▶ _Task inputs_:
▬▬▬

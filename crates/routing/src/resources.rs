use std::collections::BTreeMap;

use {
    sheetbot_common::ResourceId,
    sheetbot_config::ResourcesConfig,
};

/// Short keys ("2".."5") mapped to backend resource ids. Immutable after load.
///
/// Resolution policy:
/// - empty registry: single-tenant, calls carry no resource id;
/// - otherwise the user's selection, else the configured default key;
/// - otherwise the user must pick a resource first.
#[derive(Debug, Clone, Default)]
pub struct ResourceRegistry {
    entries: BTreeMap<String, ResourceId>,
    default_key: Option<String>,
}

/// No resource could be resolved for a multi-tenant call.
#[derive(Debug, Clone, Copy, PartialEq, Eq, thiserror::Error)]
#[error("no resource selected")]
pub struct SelectionRequired;

impl ResourceRegistry {
    pub fn new(
        entries: impl IntoIterator<Item = (String, ResourceId)>,
        default_key: Option<String>,
    ) -> Self {
        let entries: BTreeMap<String, ResourceId> = entries
            .into_iter()
            .map(|(key, id)| (normalize_key(&key), id))
            .collect();
        let default_key = default_key
            .map(|k| normalize_key(&k))
            .filter(|k| entries.contains_key(k));
        Self {
            entries,
            default_key,
        }
    }

    pub fn from_config(config: &ResourcesConfig) -> Self {
        Self::new(
            config
                .entries
                .iter()
                .map(|(key, id)| (key.clone(), ResourceId::new(id.trim()))),
            config.default_key.clone(),
        )
    }

    pub fn lookup(&self, key: &str) -> Option<&ResourceId> {
        self.entries.get(&normalize_key(key))
    }

    /// Key a resource id is registered under, for display.
    pub fn key_for(&self, resource: &ResourceId) -> Option<&str> {
        self.entries
            .iter()
            .find(|(_, id)| *id == resource)
            .map(|(key, _)| key.as_str())
    }

    pub fn keys(&self) -> impl Iterator<Item = &str> {
        self.entries.keys().map(String::as_str)
    }

    pub fn is_empty(&self) -> bool {
        self.entries.is_empty()
    }

    /// Resource a backend call should target. `Ok(None)` means single-tenant.
    pub fn resolve(
        &self,
        selected: Option<&ResourceId>,
    ) -> Result<Option<ResourceId>, SelectionRequired> {
        if self.entries.is_empty() {
            return Ok(None);
        }
        if let Some(selected) = selected {
            return Ok(Some(selected.clone()));
        }
        self.default_key
            .as_ref()
            .and_then(|key| self.entries.get(key))
            .cloned()
            .map(Some)
            .ok_or(SelectionRequired)
    }
}

fn normalize_key(key: &str) -> String {
    key.trim().to_lowercase()
}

▬▬▬

▶ _Brief_: Find the lines in the data that include "backend", then copy each of them.

▶ _Problem solution_:
/// Short keys ("2".."5") mapped to backend resource ids. Immutable after load.
    /// Resource a backend call should target. `Ok(None)` means single-tenant.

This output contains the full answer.